-- GIVEN ENTRIES follows --

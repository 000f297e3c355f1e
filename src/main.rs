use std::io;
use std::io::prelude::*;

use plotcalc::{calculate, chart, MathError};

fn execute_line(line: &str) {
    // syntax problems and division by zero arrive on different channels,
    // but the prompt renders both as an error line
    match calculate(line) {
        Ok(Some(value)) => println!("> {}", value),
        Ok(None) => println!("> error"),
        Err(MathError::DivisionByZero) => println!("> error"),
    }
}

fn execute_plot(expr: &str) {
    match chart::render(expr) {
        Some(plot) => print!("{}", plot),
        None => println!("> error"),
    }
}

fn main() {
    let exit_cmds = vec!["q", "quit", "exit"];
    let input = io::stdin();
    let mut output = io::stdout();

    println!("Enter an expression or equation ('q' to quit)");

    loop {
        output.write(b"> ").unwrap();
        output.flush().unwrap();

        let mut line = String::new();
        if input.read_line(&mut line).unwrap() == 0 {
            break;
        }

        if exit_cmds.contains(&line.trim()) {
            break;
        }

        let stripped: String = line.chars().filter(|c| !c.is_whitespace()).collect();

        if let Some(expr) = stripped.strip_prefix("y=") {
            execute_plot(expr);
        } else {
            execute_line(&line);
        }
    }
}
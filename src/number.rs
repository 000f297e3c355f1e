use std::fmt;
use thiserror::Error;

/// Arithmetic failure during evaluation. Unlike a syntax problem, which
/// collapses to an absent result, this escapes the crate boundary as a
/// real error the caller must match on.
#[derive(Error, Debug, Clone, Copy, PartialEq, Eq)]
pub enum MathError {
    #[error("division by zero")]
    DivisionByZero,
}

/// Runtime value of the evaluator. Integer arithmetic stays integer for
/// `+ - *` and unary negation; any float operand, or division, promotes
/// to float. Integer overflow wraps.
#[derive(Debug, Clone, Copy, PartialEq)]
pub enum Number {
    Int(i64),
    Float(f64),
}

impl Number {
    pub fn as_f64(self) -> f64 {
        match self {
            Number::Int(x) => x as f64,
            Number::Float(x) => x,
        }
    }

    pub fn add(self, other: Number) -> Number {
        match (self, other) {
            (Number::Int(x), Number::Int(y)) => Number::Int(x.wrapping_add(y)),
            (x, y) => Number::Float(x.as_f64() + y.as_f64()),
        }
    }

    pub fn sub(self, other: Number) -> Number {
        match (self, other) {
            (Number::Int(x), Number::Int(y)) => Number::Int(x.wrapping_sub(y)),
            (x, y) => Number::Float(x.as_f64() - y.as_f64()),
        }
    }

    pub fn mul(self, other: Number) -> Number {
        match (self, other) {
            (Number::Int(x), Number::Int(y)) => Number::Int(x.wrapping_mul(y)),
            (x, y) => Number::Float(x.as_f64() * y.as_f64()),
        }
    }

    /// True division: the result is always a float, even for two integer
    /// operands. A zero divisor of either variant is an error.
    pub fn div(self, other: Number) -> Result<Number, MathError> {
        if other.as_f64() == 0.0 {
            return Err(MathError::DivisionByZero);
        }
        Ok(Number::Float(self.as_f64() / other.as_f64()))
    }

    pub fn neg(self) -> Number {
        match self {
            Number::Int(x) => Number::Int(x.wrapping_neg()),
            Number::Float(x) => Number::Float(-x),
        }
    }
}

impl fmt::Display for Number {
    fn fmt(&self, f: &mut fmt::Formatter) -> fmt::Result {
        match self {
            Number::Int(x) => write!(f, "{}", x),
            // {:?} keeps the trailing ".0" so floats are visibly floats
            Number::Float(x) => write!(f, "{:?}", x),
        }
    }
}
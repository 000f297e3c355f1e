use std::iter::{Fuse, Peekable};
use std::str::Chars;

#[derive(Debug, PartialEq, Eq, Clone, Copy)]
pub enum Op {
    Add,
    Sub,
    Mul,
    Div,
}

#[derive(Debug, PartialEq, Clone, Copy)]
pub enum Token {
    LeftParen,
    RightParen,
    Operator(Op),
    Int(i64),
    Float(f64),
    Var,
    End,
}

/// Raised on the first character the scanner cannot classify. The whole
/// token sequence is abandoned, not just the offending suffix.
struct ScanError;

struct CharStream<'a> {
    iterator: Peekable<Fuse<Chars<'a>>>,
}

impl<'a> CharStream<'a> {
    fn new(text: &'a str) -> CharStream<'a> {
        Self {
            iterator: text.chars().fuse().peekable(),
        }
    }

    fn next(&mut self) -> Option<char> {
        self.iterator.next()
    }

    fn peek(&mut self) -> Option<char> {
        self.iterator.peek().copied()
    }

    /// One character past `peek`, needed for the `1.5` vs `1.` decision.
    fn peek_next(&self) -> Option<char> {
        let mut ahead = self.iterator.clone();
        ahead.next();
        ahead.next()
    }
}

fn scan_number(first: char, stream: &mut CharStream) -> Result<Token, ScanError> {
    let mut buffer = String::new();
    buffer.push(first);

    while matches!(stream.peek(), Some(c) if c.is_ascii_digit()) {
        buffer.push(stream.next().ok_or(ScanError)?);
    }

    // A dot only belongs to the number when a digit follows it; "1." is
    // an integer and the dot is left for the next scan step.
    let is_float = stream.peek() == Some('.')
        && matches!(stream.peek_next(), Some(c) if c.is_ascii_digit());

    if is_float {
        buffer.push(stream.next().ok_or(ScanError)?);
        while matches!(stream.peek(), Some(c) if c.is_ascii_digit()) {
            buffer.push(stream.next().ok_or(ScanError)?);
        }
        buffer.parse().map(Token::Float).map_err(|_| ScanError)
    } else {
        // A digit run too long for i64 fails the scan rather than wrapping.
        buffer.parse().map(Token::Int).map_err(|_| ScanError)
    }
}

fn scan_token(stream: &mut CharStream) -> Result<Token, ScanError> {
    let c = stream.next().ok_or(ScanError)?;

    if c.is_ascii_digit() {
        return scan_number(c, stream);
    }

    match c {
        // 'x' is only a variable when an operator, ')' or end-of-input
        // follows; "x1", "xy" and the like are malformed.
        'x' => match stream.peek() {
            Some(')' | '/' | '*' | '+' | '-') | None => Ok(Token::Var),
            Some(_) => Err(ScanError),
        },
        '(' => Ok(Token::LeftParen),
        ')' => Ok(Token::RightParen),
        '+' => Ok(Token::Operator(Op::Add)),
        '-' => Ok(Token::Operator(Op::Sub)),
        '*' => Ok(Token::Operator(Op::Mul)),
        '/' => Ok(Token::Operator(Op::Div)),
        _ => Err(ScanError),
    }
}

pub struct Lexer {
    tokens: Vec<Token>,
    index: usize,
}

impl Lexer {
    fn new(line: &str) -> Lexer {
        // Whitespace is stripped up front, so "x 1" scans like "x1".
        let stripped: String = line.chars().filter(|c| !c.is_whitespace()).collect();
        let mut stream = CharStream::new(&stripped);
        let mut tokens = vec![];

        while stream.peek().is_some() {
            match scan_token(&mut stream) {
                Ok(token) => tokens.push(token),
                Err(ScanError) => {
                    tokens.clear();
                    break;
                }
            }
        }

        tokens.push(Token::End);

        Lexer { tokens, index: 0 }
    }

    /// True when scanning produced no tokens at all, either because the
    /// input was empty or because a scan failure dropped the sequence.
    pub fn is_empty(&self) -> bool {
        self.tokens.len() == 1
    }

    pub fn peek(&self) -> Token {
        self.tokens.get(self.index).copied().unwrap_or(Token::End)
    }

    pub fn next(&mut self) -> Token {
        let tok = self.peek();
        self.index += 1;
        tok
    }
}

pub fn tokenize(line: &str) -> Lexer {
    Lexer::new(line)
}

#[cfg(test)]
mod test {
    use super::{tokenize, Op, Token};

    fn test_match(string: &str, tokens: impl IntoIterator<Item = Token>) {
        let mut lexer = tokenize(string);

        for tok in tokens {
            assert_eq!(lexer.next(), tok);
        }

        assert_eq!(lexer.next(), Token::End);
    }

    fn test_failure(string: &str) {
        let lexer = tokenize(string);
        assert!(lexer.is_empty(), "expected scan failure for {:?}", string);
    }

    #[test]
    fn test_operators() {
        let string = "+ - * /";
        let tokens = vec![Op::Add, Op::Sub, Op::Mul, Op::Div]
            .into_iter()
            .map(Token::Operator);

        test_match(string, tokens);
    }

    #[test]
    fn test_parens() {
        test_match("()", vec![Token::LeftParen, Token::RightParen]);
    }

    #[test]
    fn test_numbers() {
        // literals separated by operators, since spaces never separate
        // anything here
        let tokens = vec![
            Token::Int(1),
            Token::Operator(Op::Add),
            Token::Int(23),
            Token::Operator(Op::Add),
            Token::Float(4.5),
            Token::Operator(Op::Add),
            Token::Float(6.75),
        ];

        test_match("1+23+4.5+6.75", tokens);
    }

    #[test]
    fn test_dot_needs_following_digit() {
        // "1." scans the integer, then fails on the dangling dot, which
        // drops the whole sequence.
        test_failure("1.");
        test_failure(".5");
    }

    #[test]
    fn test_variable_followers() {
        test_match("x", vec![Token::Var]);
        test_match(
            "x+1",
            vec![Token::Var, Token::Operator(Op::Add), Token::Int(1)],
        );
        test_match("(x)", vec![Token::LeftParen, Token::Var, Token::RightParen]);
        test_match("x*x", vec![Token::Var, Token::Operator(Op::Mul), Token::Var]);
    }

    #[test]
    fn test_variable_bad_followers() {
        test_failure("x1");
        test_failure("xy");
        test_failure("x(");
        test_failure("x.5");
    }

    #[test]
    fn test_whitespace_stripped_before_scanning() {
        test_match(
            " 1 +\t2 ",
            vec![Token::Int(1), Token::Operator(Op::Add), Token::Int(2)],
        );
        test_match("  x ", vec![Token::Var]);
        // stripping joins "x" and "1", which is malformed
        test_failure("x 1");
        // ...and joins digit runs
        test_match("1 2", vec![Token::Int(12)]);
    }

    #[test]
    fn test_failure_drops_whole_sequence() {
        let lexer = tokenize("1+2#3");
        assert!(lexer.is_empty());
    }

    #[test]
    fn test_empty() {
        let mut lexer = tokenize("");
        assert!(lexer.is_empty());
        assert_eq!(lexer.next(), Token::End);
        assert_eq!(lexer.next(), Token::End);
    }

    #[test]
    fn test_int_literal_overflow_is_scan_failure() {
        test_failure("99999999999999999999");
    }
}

-- GIVEN ENTRIES concluded --
-- GIVEN ENTRIES follows --

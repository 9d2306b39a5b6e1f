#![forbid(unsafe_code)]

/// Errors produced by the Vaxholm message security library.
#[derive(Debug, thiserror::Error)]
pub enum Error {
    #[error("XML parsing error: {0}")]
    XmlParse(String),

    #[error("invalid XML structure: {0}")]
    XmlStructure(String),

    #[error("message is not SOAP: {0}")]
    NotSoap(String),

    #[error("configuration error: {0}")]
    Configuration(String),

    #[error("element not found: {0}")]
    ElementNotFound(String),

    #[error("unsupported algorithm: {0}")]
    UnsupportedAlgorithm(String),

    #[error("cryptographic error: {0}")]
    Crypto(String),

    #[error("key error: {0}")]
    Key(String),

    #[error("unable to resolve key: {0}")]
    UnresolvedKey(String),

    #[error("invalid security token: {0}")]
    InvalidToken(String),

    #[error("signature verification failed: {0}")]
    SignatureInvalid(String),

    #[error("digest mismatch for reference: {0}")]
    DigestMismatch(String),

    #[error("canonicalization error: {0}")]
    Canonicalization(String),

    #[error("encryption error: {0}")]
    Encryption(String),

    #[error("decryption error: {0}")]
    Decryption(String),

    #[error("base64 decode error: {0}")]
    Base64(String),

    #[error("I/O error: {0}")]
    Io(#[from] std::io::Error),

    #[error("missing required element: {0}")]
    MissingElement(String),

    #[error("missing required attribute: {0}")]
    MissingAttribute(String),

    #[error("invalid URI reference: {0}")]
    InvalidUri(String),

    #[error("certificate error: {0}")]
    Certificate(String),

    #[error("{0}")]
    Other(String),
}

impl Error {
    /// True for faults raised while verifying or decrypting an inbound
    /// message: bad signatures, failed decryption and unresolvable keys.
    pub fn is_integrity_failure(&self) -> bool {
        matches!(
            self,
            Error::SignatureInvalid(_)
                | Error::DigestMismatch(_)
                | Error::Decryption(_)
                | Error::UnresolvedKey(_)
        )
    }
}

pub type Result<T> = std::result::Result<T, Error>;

-- GIVEN ENTRIES concluded --
-- GIVEN ENTRIES follows --

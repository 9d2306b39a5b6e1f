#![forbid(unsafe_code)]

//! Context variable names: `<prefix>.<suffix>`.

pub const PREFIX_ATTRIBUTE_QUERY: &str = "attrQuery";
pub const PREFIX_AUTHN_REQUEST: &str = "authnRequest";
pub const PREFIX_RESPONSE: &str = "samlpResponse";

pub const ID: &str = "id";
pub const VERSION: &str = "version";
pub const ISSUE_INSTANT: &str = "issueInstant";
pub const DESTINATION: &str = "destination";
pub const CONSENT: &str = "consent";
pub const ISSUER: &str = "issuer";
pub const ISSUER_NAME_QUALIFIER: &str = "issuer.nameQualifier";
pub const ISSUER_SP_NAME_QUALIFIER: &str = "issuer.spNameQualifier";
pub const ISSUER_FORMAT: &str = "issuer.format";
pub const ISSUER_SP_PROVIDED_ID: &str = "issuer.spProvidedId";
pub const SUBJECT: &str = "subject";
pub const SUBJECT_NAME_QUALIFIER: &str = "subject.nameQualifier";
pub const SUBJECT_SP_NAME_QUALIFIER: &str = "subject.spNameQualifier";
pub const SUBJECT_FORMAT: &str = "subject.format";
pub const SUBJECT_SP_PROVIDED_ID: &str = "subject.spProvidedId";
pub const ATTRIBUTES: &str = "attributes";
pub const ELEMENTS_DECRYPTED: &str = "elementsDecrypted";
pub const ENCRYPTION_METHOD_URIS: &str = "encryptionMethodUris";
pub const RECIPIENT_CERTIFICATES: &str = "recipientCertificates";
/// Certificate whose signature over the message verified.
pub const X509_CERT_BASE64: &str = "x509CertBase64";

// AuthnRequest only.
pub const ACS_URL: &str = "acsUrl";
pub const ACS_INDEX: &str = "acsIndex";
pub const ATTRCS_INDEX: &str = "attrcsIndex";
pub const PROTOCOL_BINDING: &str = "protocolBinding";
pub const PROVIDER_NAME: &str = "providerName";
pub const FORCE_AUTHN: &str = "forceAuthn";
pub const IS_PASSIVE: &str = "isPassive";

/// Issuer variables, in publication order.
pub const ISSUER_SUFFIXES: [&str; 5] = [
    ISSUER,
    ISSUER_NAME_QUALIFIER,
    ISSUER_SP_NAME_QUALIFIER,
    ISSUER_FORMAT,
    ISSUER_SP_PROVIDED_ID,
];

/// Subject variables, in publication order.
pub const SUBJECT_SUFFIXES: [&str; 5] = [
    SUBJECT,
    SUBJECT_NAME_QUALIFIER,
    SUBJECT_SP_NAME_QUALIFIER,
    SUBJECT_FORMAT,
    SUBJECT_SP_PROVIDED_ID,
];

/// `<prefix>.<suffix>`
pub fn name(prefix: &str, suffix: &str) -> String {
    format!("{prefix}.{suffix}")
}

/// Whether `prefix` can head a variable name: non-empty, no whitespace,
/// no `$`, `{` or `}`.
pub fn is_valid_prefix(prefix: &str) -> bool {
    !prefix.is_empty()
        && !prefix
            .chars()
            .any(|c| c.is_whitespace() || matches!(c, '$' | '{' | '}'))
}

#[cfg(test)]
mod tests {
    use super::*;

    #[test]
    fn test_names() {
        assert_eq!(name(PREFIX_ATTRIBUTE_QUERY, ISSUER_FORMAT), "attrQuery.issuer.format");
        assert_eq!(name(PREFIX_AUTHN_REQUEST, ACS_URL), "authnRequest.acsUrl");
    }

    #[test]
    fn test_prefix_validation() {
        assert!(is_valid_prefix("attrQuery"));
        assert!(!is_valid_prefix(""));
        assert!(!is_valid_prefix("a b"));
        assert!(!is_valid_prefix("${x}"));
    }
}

-- GIVEN ENTRIES concluded --

Above are the records; repeat exactly the lines from the one holding "Some(')' | '/' | '*' | '+' | '-') | None" down to the one holding "match scan_token(&mut stream)", end lines included.

◆ RESULT FOR THIS EXERCISE:
            Some(')' | '/' | '*' | '+' | '-') | None => Ok(Token::Var),
            Some(_) => Err(ScanError),
        },
        '(' => Ok(Token::LeftParen),
        ')' => Ok(Token::RightParen),
        '+' => Ok(Token::Operator(Op::Add)),
        '-' => Ok(Token::Operator(Op::Sub)),
        '*' => Ok(Token::Operator(Op::Mul)),
        '/' => Ok(Token::Operator(Op::Div)),
        _ => Err(ScanError),
    }
}

pub struct Lexer {
    tokens: Vec<Token>,
    index: usize,
}

impl Lexer {
    fn new(line: &str) -> Lexer {
        // Whitespace is stripped up front, so "x 1" scans like "x1".
        let stripped: String = line.chars().filter(|c| !c.is_whitespace()).collect();
        let mut stream = CharStream::new(&stripped);
        let mut tokens = vec![];

        while stream.peek().is_some() {
            match scan_token(&mut stream) {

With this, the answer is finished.